Full Title: Do Consumers Recognize the Value of Fuel Economy?
Author(s): James M. Sallee and Sarah West
Publisher(s): Cato Institute
Publication Date: 11/2015
Full Text: ->DOWNLOAD DOCUMENT<-
One of the great questions facing policymakers in the 21st century is whether and how to mitigate greenhouse gas emissions so as to limit climate change. Automobiles are a critical part of this policy problem—in the United States, personal transportation accounts for 28 percent of greenhouse gas emissions. Gasoline consumption maps neatly into greenhouse gas emissions. This means that a tax on emissions (in the form of a gasoline tax) is feasible. Such a tax can fully restore market efficiency, and alternative policies, such as fuel economy standards, will have inferior welfare properties provided that the environmental externality is the only market failure leading to inefficiencies.

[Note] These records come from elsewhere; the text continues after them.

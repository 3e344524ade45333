use crate::api::client::ApiError;
use serde::Serialize;
use serde_json::{Map, Value};

const GENERAL_KEY: &str = "general";

/// Why a session operation failed, in the shape forms consume: either
/// field-keyed messages (mirroring backend validation responses) or one
/// general message.
#[derive(Debug, Clone, PartialEq, Serialize)]
#[serde(untagged)]
pub enum AuthFailure {
    Fields(Map<String, Value>),
    Message(String),
}

impl AuthFailure {
    pub fn general(message: impl Into<String>) -> Self {
        let mut fields = Map::new();
        fields.insert(GENERAL_KEY.to_string(), Value::String(message.into()));
        AuthFailure::Fields(fields)
    }

    pub fn field(&self, name: &str) -> Option<&Value> {
        match self {
            AuthFailure::Fields(fields) => fields.get(name),
            AuthFailure::Message(_) => None,
        }
    }

    /// The single message to show when no field can be highlighted.
    pub fn general_message(&self) -> Option<&str> {
        match self {
            AuthFailure::Fields(fields) => fields.get(GENERAL_KEY).and_then(Value::as_str),
            AuthFailure::Message(message) => Some(message),
        }
    }

    pub(crate) fn from_login_error(error: &ApiError) -> Self {
        let Some(Value::Object(body)) = error.body() else {
            return AuthFailure::Message(error.to_string());
        };

        if let Some(errors) = body.get("non_field_errors") {
            let message = errors
                .get(0)
                .and_then(Value::as_str)
                .filter(|message| !message.is_empty())
                .unwrap_or("Invalid credentials");
            return AuthFailure::general(message);
        }

        for field in ["email", "password"] {
            if let Some(messages) = body.get(field) {
                let mut fields = Map::new();
                fields.insert(field.to_string(), messages.clone());
                return AuthFailure::Fields(fields);
            }
        }

        if let Some(detail) = body.get("detail") {
            let message = match detail {
                Value::String(text) => text.clone(),
                other => other.to_string(),
            };
            return AuthFailure::general(message);
        }

        AuthFailure::Fields(body.clone())
    }

    pub(crate) fn from_register_error(error: &ApiError) -> Self {
        match error.body() {
            Some(Value::Object(body)) => AuthFailure::Fields(body.clone()),
            _ => AuthFailure::Message(error.to_string()),
        }
    }
}

/// `{success: true}` or `{success: false, error}` for callers that want the
/// serialized shape.
#[derive(Debug, Clone, PartialEq, Serialize)]
pub struct AuthOutcome {
    pub success: bool,
    #[serde(skip_serializing_if = "Option::is_none")]
    pub error: Option<AuthFailure>,
}

impl<T> From<Result<T, AuthFailure>> for AuthOutcome {
    fn from(result: Result<T, AuthFailure>) -> Self {
        match result {
            Ok(_) => AuthOutcome {
                success: true,
                error: None,
            },
            Err(error) => AuthOutcome {
                success: false,
                error: Some(error),
            },
        }
    }
}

Many have argued, however, that another market failure exists, which is that consumers undervalue energy efficiency in a variety of choice situations, including automobile markets. This hypothesis arises from the observation that engineering estimates of the cost of deploying fuel-saving technologies suggest that privately cost-effective technologies are often not adopted: the “energy paradox.” If markets substantially undervalue energy efficiency, then the dominance of a gasoline tax over regulatory approaches may be broken because alternative policies may be better able to correct for inefficiencies from consumer undervaluation of energy efficiency.